In most cases, charging for access to the data is integral to their business plans. In many cases, the data has been transformed in some fashion by the company collecting the data, and therefore they consider the data as intellectual property.

Some organizations are willing to license their datasets. In others, access is provided either through an interface or through a carefully controlled procedure. These access limitations characterize not only private companies but some government-sponsored Big Data initiatives (ex. Genomics England, Danish Biobank, etc.).

Patients Not Proprietary

Some have argued that the solution to this barrier is the assertion by patients of their rights to control the use of their own data. However, when patients have access to their health data, 91 percent of the time they are willing to share that data to benefit research.

Thus, ready access to data may be facilitated by the advocacy of patient. Empowered by the Internet and easier access to health information, this decade has been marked by the rise of the ePatient — individuals “who are equipped, enabled, empowered, and engaged in their health and health care decisions.”

According to the Pew Internet & American Life Project, 59 percent of U.S. adults are looking online for health information, and 62 percent of adults with two or more conditions are now considered “trackers” —  patients monitoring health indicators including symptoms, diet, and activity.

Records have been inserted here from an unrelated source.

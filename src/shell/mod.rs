pub mod command;
pub mod parse;

use crate::shell::{command::execute_command, parse::parse_command};
use chfs_store::{
    disk::init::{perform_disk_initialization, BootProgress},
    fs::config::DISK_PATH,
    FileDisk, FileSystem,
};
use colored::*;
use crossterm::{
    cursor, execute,
    style::{Color, Print, ResetColor, SetForegroundColor},
    terminal::{Clear, ClearType},
};
use indicatif::{ProgressBar, ProgressStyle};
use reedline::{
    DefaultCompleter, DefaultPrompt, DefaultPromptSegment, FileBackedHistory, Reedline, Signal,
};
use std::{io::stdout, path::PathBuf, sync::mpsc, thread};

const COMMANDS: [&str; 12] = [
    "help", "ls", "df", "create", "write", "fill", "read", "stat", "rm", "format", "exit", "quit",
];

pub fn start_shell() {
    let mut fs = match boot() {
        Some(fs) => fs,
        None => return,
    };

    let username = whoami::username();
    let hostname = whoami::fallible::hostname().unwrap_or_else(|_| "localhost".to_string());

    println!(
        "{}",
        "Type 'help' for available commands. Use ↑↓ for history, Tab for auto-completion.\n"
            .bright_black()
    );

    let history_path = dirs::home_dir()
        .unwrap_or_else(|| PathBuf::from("."))
        .join(".chfs_history");

    let mut line_editor = Reedline::create();
    match FileBackedHistory::with_file(100, history_path) {
        Ok(history) => line_editor = line_editor.with_history(Box::new(history)),
        Err(e) => log::warn!("history disabled: {}", e),
    }

    // 命令补全
    let commands: Vec<String> = COMMANDS.iter().map(|c| c.to_string()).collect();
    let completer = DefaultCompleter::new_with_wordlen(commands, 2);
    line_editor = line_editor.with_completer(Box::new(completer));

    loop {
        let prompt = DefaultPrompt::new(
            DefaultPromptSegment::Basic(format!("{}@{}", username, hostname).green().to_string()),
            DefaultPromptSegment::Basic("chfs".bright_blue().bold().to_string()),
        );

        match line_editor.read_line(&prompt) {
            Ok(Signal::Success(buffer)) => {
                let trimmed = buffer.trim();
                if trimmed.is_empty() {
                    continue;
                }

                match parse_command(trimmed) {
                    Some(cmd) => {
                        if let Err(e) = execute_command(&cmd, &mut fs) {
                            println!("{} {}", "❌ Error:".red().bold(), e);
                        }
                        if matches!(cmd, command::Command::Exit) {
                            println!("{}", "👋 Bye!".bright_yellow());
                            break;
                        }
                    }
                    None => println!(
                        "{}",
                        "⚠️  Unknown command or bad arguments. Type 'help' for command list."
                            .yellow()
                    ),
                }
            }
            Ok(Signal::CtrlC) => {
                println!();
                continue;
            }
            Ok(Signal::CtrlD) => {
                println!("{}", "Exiting chfs...".yellow());
                break;
            }
            #[allow(unreachable_patterns)]
            Ok(_) => continue,
            Err(e) => {
                println!("Error reading line: {}", e);
                break;
            }
        }
    }

    println!("{}", "GoodBye!".bright_yellow());
}

/// 在后台线程打开磁盘镜像，前台渲染进度
fn boot() -> Option<FileSystem<FileDisk>> {
    let mut stdout = stdout();
    let _ = execute!(stdout, Clear(ClearType::All), cursor::MoveTo(0, 0));
    println!("{}", "[chfs Booting...]".bright_yellow().bold());

    let (tx, rx) = mpsc::channel();
    let worker = thread::spawn(move || perform_disk_initialization(DISK_PATH, tx));

    let pb = ProgressBar::new(100);
    pb.set_style(
        ProgressStyle::with_template("[{bar:40.cyan/blue}] {pos:>3}% {msg}")
            .unwrap_or_else(|_| ProgressStyle::default_bar())
            .progress_chars("=> "),
    );

    let mut mounted = None;
    for msg in rx {
        match msg {
            BootProgress::Step(step) => pb.println(step),
            BootProgress::Progress(pos) => pb.set_position(pos),
            BootProgress::Finished(Ok(fs)) => {
                pb.finish_with_message("✅ Ready!");
                mounted = Some(fs);
            }
            BootProgress::Finished(Err(e)) => {
                pb.abandon_with_message("boot failed");
                println!("{} {}", "❌ Error:".red().bold(), e);
            }
        }
    }
    let _ = worker.join();

    if mounted.is_some() {
        let _ = execute!(
            stdout,
            SetForegroundColor(Color::Cyan),
            Print("Welcome to chfs v0.1.0\n"),
            ResetColor
        );
    }
    mounted
}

A subset of these patients is keenly interested in sharing. Much as social networks have spurred unprecedented sharing of personal information, patients are sharing health information with one another. A pioneer in this field has been PatientsLikeMe. By allowing patients to publicly track health indicators, data can be aggregated and analyzed by individual patients in an effort to determine their best course of treatment.

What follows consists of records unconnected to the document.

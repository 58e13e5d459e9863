use crate::{
    disk::{types::zeroed_block, BlockDevice, BlockId},
    fs::{
        bitmap,
        config::{Geometry, InodeNum},
        error::{FileSystemError, Result},
    },
};

/// inode 位图：单独占用一个块，每一位对应一个 inode 号
#[derive(Debug, Clone, Copy)]
pub struct InodeBitmap {
    pub block_id: BlockId,  // 位图所在块号
    pub total_inodes: u32, // inode 总数
}

impl InodeBitmap {
    pub fn new(geometry: Geometry) -> Self {
        Self {
            block_id: geometry.inode_bitmap_block(),
            total_inodes: geometry.inode_count,
        }
    }

    /// 分配一个空闲 inode 号（first-fit，升序），置位后立即写回
    pub fn alloc<D: BlockDevice>(&self, disk: &D) -> Result<InodeNum> {
        let mut buf = zeroed_block();
        disk.read_block(self.block_id, &mut buf)?;

        match bitmap::find_free(&buf, 0, self.total_inodes) {
            Some(inum) => {
                bitmap::set_bit(&mut buf, inum);
                disk.write_block(self.block_id, &buf)?;
                Ok(inum)
            }
            None => {
                log::warn!("im: no free inode left");
                Err(FileSystemError::InodeFull)
            }
        }
    }

    /// 把某个 inode 号标记为已占用（格式化时用于保留 0 号 inode）
    pub fn reserve<D: BlockDevice>(&self, disk: &D, inum: InodeNum) -> Result<()> {
        let mut buf = zeroed_block();
        disk.read_block(self.block_id, &mut buf)?;
        bitmap::set_bit(&mut buf, inum);
        disk.write_block(self.block_id, &buf)?;
        Ok(())
    }

    /// 释放 inode 号，返回该位原先是否被置位。已空闲的位不会触发写盘。
    pub fn free<D: BlockDevice>(&self, disk: &D, inum: InodeNum) -> Result<bool> {
        if inum >= self.total_inodes {
            return Ok(false);
        }

        let mut buf = zeroed_block();
        disk.read_block(self.block_id, &mut buf)?;
        if !bitmap::get_bit(&buf, inum) {
            return Ok(false);
        }
        bitmap::clear_bit(&mut buf, inum);
        disk.write_block(self.block_id, &buf)?;
        Ok(true)
    }

    pub fn is_used<D: BlockDevice>(&self, disk: &D, inum: InodeNum) -> Result<bool> {
        if inum >= self.total_inodes {
            return Ok(false);
        }
        let mut buf = zeroed_block();
        disk.read_block(self.block_id, &mut buf)?;
        Ok(bitmap::get_bit(&buf, inum))
    }

    pub fn count_free<D: BlockDevice>(&self, disk: &D) -> Result<u32> {
        let mut buf = zeroed_block();
        disk.read_block(self.block_id, &mut buf)?;
        Ok(bitmap::count_free(&buf, 0, self.total_inodes))
    }
}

When an open-label study with 44 patients was published in 2008 suggesting lithium could delay the onset of amyotrophic lateral sclerosis (ALS), hundreds of patients in the PatientsLikeMe community began to use lithium, self-tracking symptoms and progression on the website. PatientsLikeMe was able to use this data to publish findings in a major scientific journal showing that lithium did not slow ALS.

While randomized trials were ongoing to attempt to replicate the original study, PatientsLikeMe was able to publish preliminary findings from data provided by these “citizen scientists” in only nine months and at a very low cost.

Public-Private Consortia Is the Answer

Patient advocacy may be part of the solution but it is not enough, for two reasons. First, there will be enormous implementation challenges that will require multi sector solutions. Second, as long as business interests are not aligned, enthusiasm by data aggregators will be muted at best and progress will be slow.

So what is the solution?

Much as public-private consortia have arisen to address key non-competitive challenges — such as the FDA Sentinel Initiative and IMEDS to make progress on pharmacovigilence methodology — a public-private consortium could create a platform for the creation of a “public good” data repository to facilitate and accelerate scientific progress, including improving health care efficiency and effectiveness and the discovery and development of new health care technologies.

Incentives must be aligned to promote collaboration, establish open source data standards, and increase critical data capture; this will probably require advocacy from patients as well as regulatory and legislative action. The value of these principles to the promotion of health research is generally recognized.

A white paper by the 21st Century Cures initiative recently stated,  “FDA’s review of supplemental applications for new uses or changes to a product are governed by pathways established when computers could not identify trends in statistical or clinical data anywhere close to the degree they can today, let alone what they will be capable of doing tomorrow. Considering these ongoing developments, should we be rethinking the supplemental approval processes and how real world data can be leveraged?”

Indeed, we should. Realizing the promise of Big Data and Real World Data will require some disruptive changes to the health care ecosystem. We will make more rapid progress through collaboration and cooperation.